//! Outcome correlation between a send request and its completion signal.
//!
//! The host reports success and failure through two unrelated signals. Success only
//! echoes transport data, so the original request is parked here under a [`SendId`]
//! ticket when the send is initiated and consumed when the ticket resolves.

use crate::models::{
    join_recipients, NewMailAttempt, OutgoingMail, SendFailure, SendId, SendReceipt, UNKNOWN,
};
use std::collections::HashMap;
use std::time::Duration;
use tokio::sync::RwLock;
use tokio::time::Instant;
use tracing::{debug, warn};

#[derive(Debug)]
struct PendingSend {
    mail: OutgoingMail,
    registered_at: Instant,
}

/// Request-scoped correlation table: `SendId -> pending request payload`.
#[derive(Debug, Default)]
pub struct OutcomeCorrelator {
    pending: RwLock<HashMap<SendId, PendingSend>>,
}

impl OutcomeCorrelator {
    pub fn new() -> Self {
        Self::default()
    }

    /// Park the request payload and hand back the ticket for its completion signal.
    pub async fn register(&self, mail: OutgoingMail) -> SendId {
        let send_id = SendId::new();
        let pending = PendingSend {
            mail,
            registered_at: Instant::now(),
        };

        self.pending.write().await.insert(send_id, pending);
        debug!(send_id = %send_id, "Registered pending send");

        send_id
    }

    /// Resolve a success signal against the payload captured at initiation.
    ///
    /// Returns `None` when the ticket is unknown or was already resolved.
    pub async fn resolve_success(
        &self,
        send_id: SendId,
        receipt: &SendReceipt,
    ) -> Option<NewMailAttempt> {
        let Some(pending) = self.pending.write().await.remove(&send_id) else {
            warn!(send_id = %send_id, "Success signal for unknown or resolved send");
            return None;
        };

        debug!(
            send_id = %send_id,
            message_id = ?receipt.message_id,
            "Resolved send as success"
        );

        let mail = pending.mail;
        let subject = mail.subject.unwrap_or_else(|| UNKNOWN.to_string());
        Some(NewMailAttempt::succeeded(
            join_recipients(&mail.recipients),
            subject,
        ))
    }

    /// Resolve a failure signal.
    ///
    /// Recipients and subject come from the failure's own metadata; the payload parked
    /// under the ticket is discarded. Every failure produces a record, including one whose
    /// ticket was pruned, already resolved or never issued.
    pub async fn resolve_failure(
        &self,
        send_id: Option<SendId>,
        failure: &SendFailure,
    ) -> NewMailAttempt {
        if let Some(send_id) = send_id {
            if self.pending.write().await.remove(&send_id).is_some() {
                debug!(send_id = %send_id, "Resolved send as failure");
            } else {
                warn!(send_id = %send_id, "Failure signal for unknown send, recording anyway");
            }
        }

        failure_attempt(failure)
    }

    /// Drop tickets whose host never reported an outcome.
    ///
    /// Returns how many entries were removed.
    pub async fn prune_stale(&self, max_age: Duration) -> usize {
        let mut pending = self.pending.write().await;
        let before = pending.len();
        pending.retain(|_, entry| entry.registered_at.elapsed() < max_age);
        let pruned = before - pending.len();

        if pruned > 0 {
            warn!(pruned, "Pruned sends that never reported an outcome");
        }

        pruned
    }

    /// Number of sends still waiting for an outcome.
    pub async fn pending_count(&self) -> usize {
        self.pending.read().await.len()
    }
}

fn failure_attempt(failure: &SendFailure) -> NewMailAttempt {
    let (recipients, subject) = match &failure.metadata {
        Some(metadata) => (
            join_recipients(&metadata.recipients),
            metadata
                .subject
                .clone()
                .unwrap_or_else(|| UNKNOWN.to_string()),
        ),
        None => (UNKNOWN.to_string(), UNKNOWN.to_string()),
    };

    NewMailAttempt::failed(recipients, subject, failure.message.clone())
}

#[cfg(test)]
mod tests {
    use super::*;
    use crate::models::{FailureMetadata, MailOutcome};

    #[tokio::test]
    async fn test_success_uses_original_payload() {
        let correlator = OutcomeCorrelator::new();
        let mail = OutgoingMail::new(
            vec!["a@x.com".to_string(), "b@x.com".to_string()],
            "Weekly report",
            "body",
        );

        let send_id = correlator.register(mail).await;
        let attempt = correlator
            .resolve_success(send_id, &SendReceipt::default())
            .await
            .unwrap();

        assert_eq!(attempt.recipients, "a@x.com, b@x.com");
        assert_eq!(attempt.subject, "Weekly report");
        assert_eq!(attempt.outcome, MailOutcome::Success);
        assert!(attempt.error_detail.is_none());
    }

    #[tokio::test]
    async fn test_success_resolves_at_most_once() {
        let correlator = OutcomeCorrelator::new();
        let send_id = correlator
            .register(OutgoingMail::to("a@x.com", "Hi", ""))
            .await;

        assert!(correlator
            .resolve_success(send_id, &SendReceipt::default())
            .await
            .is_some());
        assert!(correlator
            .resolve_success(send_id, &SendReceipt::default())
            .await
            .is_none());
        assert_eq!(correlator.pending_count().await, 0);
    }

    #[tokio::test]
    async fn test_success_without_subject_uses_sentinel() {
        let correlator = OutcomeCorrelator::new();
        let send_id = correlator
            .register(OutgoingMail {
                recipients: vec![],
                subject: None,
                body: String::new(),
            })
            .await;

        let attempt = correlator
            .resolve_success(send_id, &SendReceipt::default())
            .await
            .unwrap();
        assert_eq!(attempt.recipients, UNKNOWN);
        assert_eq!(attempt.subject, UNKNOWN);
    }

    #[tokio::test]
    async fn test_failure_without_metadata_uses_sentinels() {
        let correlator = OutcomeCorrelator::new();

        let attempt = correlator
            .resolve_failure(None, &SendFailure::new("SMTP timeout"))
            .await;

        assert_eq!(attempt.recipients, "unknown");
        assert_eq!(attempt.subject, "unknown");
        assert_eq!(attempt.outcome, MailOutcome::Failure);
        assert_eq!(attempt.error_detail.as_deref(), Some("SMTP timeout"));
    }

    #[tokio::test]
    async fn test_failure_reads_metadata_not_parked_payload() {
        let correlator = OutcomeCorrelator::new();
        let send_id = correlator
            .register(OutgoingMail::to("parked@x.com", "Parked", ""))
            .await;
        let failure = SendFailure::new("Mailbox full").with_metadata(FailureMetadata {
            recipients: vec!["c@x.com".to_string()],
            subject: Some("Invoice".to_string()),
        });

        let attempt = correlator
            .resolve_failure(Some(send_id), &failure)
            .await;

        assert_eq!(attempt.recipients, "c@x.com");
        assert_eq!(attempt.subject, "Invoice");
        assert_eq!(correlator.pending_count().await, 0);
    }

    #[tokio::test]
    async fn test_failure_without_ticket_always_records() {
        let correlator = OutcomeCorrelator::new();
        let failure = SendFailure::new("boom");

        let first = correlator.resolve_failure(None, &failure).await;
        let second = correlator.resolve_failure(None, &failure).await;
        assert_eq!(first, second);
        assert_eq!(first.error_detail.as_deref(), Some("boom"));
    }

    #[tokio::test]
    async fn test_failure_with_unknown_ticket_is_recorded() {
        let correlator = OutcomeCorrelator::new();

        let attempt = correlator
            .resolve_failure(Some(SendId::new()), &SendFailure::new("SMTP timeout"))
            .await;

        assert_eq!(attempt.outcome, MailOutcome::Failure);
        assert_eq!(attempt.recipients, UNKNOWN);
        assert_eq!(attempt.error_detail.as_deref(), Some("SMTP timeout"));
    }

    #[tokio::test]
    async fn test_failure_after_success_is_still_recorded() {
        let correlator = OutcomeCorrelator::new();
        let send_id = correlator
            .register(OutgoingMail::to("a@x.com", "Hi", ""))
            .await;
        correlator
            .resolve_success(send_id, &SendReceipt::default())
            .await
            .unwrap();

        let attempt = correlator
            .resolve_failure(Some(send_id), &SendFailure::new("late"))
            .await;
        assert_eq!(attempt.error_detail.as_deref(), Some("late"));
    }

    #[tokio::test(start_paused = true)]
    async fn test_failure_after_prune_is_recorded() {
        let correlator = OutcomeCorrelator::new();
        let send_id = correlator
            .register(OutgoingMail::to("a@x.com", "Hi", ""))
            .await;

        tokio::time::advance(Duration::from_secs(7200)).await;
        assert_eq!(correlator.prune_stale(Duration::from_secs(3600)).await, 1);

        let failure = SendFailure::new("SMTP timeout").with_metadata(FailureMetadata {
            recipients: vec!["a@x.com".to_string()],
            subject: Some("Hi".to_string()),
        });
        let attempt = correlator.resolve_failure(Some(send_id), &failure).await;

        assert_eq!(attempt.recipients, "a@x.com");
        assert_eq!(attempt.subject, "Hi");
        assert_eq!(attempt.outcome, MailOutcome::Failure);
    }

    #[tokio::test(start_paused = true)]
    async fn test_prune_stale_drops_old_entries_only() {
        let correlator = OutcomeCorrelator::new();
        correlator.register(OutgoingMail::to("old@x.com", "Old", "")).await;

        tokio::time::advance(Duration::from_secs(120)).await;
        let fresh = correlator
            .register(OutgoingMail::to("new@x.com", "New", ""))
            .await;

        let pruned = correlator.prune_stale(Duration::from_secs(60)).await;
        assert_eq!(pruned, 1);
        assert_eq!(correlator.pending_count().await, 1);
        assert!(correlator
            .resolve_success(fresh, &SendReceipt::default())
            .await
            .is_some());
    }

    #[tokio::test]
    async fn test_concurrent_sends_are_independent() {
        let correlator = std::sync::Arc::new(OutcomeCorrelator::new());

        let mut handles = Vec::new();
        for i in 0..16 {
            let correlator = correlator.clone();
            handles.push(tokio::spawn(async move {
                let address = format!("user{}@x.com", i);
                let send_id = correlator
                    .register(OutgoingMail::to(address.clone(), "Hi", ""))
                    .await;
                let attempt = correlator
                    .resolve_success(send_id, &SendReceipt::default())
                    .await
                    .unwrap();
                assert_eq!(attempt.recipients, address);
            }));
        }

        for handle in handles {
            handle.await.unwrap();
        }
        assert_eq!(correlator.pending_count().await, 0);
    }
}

- - -

▸ Problem to work on
Using the data above, tally each line that has the string "SendFailure" and report only the sum.

▸ Answer
9